[Source information — start]

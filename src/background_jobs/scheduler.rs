use super::job::BackgroundJob;
use super::runner::{JobStatus, RetryPolicy, RunOutcome, SingleFlightRunner};
use super::schedule::{CronSchedule, JobDefinition};
use crate::server::metrics::MetricsSink;
use chrono::{DateTime, Utc};
use serde::Serialize;
use std::collections::HashMap;
use std::sync::Arc;
use std::time::Duration;
use thiserror::Error;
use tokio::task::JoinHandle;
use tokio_util::sync::CancellationToken;
use tracing::{debug, error, info, warn};

/// Errors returned by the scheduler API.
///
/// `InvalidSchedule` and `InvalidTimeout` are configuration errors and
/// abort [`Scheduler::start`] before anything runs.
#[derive(Debug, Clone, PartialEq, Eq, Error)]
pub enum SchedulerError {
    #[error("invalid schedule for {job} job: {reason}")]
    InvalidSchedule { job: String, reason: String },

    #[error("invalid timeout for {job} job: must be greater than zero")]
    InvalidTimeout { job: String },

    #[error("job {0} not found")]
    NotFound(String),

    #[error("job {0} is disabled")]
    Disabled(String),

    #[error("job {0} has no registered implementation")]
    Unregistered(String),

    #[error("scheduler already started")]
    AlreadyStarted,
}

#[derive(Clone)]
struct JobEntry {
    definition: JobDefinition,
    job: Option<Arc<dyn BackgroundJob>>,
}

/// Summary of one job for listing.
#[derive(Debug, Clone, Serialize)]
pub struct JobInfo {
    pub id: String,
    pub description: Option<String>,
    pub schedule: String,
    pub enabled: bool,
    pub timeout_secs: u64,
    pub max_retries: u32,
    pub next_run_at: Option<DateTime<Utc>>,
    pub is_running: bool,
}

struct Dispatcher {
    shutdown: CancellationToken,
    handle: JoinHandle<()>,
}

/// Triggers jobs on their cron schedules through a [`SingleFlightRunner`].
pub struct Scheduler {
    entries: HashMap<String, JobEntry>,
    runner: Arc<SingleFlightRunner>,
    dispatcher: Option<Dispatcher>,
}

impl Scheduler {
    pub fn new(
        definitions: HashMap<String, JobDefinition>,
        retry: RetryPolicy,
        metrics: Arc<dyn MetricsSink>,
    ) -> Self {
        let runner = Arc::new(SingleFlightRunner::new(
            definitions.keys().cloned(),
            retry,
            metrics,
        ));
        let entries = definitions
            .into_iter()
            .map(|(name, definition)| {
                (
                    name,
                    JobEntry {
                        definition,
                        job: None,
                    },
                )
            })
            .collect();
        Self {
            entries,
            runner,
            dispatcher: None,
        }
    }

    /// Attach the implementation for a defined job.
    pub fn register_job(&mut self, job: Arc<dyn BackgroundJob>) -> Result<(), SchedulerError> {
        let job_id = job.id();
        let entry = self
            .entries
            .get_mut(job_id)
            .ok_or_else(|| SchedulerError::NotFound(job_id.to_string()))?;
        info!("Registering job: {} - {}", job_id, job.description());
        entry.job = Some(job);
        Ok(())
    }

    /// Start the cron dispatcher.
    ///
    /// Every enabled job is validated first; if any is invalid nothing is
    /// started. Disabled jobs are never parsed.
    pub fn start(&mut self) -> Result<(), SchedulerError> {
        if self.dispatcher.is_some() {
            return Err(SchedulerError::AlreadyStarted);
        }

        let mut scheduled = Vec::new();
        for (name, entry) in &self.entries {
            if !entry.definition.enabled {
                info!("Job {} is disabled, not scheduling", name);
                continue;
            }
            let schedule = entry.definition.parse_schedule()?;
            let job = entry
                .job
                .clone()
                .ok_or_else(|| SchedulerError::Unregistered(name.clone()))?;
            scheduled.push(ScheduledJob {
                schedule,
                definition: entry.definition.clone(),
                job,
            });
        }
        scheduled.sort_by(|a, b| a.definition.name.cmp(&b.definition.name));

        for job in &scheduled {
            info!(
                "Scheduled job {} with schedule {}",
                job.definition.name,
                job.schedule.expression()
            );
        }
        info!("Starting job scheduler with {} scheduled jobs", scheduled.len());

        let shutdown = CancellationToken::new();
        let handle = tokio::spawn(dispatch(
            scheduled,
            Arc::clone(&self.runner),
            shutdown.clone(),
        ));
        self.dispatcher = Some(Dispatcher { shutdown, handle });
        Ok(())
    }

    /// Number of jobs the dispatcher triggers.
    pub fn scheduled_count(&self) -> usize {
        if self.dispatcher.is_none() {
            return 0;
        }
        self.entries
            .values()
            .filter(|e| e.definition.enabled && e.job.is_some())
            .count()
    }

    pub fn is_started(&self) -> bool {
        self.dispatcher.is_some()
    }

    /// Stop triggering new runs and wait for the dispatcher to exit.
    /// Runs already in flight keep going.
    pub async fn stop(&mut self) {
        if let Some(dispatcher) = self.dispatcher.take() {
            dispatcher.shutdown.cancel();
            if let Err(e) = dispatcher.handle.await {
                error!("Scheduler dispatcher task failed: {}", e);
            }
            info!("Job scheduler stopped");
        }
    }

    /// Stop the dispatcher, ask in-flight runs to cancel and wait up to
    /// `grace` for them to finish.
    pub async fn shutdown(&mut self, grace: Duration) {
        info!("Shutting down scheduler...");
        self.stop().await;
        self.runner.cancel_all();

        let waited = tokio::time::timeout(grace, async {
            while self.runner.any_running() {
                tokio::time::sleep(Duration::from_millis(100)).await;
            }
        })
        .await;
        if waited.is_err() {
            warn!("Some jobs were still running after {:?}", grace);
        }
        info!("Scheduler shutdown complete");
    }

    /// Trigger a job in the background. Returns as soon as the run is
    /// spawned, not when it finishes.
    pub fn run_job_manually(&self, name: &str) -> Result<(), SchedulerError> {
        let (definition, job) = self.runnable(name)?;
        info!("Manually triggering job {}", name);
        let runner = Arc::clone(&self.runner);
        tokio::spawn(async move {
            runner.run(job, &definition, "manual").await;
        });
        Ok(())
    }

    /// Run a job and wait for the outcome.
    pub async fn run_job_now(&self, name: &str) -> Result<RunOutcome, SchedulerError> {
        let (definition, job) = self.runnable(name)?;
        Ok(self.runner.run(job, &definition, "cli").await)
    }

    pub fn get_job_status(&self, name: &str) -> Result<JobStatus, SchedulerError> {
        self.runner
            .status(name)
            .ok_or_else(|| SchedulerError::NotFound(name.to_string()))
    }

    /// Every defined job, sorted by name.
    pub fn list_jobs(&self) -> Vec<JobInfo> {
        let now = Utc::now();
        let mut jobs: Vec<JobInfo> = self
            .entries
            .iter()
            .map(|(name, entry)| {
                let next_run_at = if entry.definition.enabled {
                    CronSchedule::parse(&entry.definition.schedule)
                        .ok()
                        .and_then(|s| s.next_after(&now))
                } else {
                    None
                };
                JobInfo {
                    id: name.clone(),
                    description: entry.job.as_ref().map(|j| j.description().to_string()),
                    schedule: entry.definition.schedule.clone(),
                    enabled: entry.definition.enabled,
                    timeout_secs: entry.definition.timeout.as_secs(),
                    max_retries: entry.definition.max_retries,
                    next_run_at,
                    is_running: self.runner.is_running(name),
                }
            })
            .collect();
        jobs.sort_by(|a, b| a.id.cmp(&b.id));
        jobs
    }

    fn runnable(
        &self,
        name: &str,
    ) -> Result<(JobDefinition, Arc<dyn BackgroundJob>), SchedulerError> {
        let entry = self
            .entries
            .get(name)
            .ok_or_else(|| SchedulerError::NotFound(name.to_string()))?;
        if !entry.definition.enabled {
            return Err(SchedulerError::Disabled(name.to_string()));
        }
        let job = entry
            .job
            .clone()
            .ok_or_else(|| SchedulerError::Unregistered(name.to_string()))?;
        Ok((entry.definition.clone(), job))
    }
}

struct ScheduledJob {
    schedule: CronSchedule,
    definition: JobDefinition,
    job: Arc<dyn BackgroundJob>,
}

/// Dispatcher loop: sleep until the soonest fire time, spawn every due
/// job, repeat until `shutdown` is cancelled.
async fn dispatch(
    jobs: Vec<ScheduledJob>,
    runner: Arc<SingleFlightRunner>,
    shutdown: CancellationToken,
) {
    let now = Utc::now();
    let mut next_runs: Vec<Option<DateTime<Utc>>> =
        jobs.iter().map(|j| j.schedule.next_after(&now)).collect();

    loop {
        let Some(soonest) = next_runs.iter().flatten().min().copied() else {
            info!("No upcoming scheduled runs, dispatcher idle until stopped");
            shutdown.cancelled().await;
            break;
        };

        let sleep_duration = (soonest - Utc::now()).to_std().unwrap_or(Duration::ZERO);
        debug!(
            "Scheduler sleeping for {:?} until next scheduled job",
            sleep_duration
        );

        tokio::select! {
            _ = tokio::time::sleep(sleep_duration) => {}
            _ = shutdown.cancelled() => {
                info!("Scheduler received shutdown signal");
                break;
            }
        }

        let now = Utc::now();
        for (job, next_run) in jobs.iter().zip(next_runs.iter_mut()) {
            match *next_run {
                Some(at) if at <= now => {
                    let runner = Arc::clone(&runner);
                    let definition = job.definition.clone();
                    let body = Arc::clone(&job.job);
                    tokio::spawn(async move {
                        runner.run(body, &definition, "schedule").await;
                    });
                    *next_run = job.schedule.next_after(&now);
                }
                _ => {}
            }
        }
    }
}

[Source information — finish]

What is required. Retrieve each line from the records above where the word "move" occurs.

Output below.
        tokio::spawn(async move {
                    tokio::spawn(async move {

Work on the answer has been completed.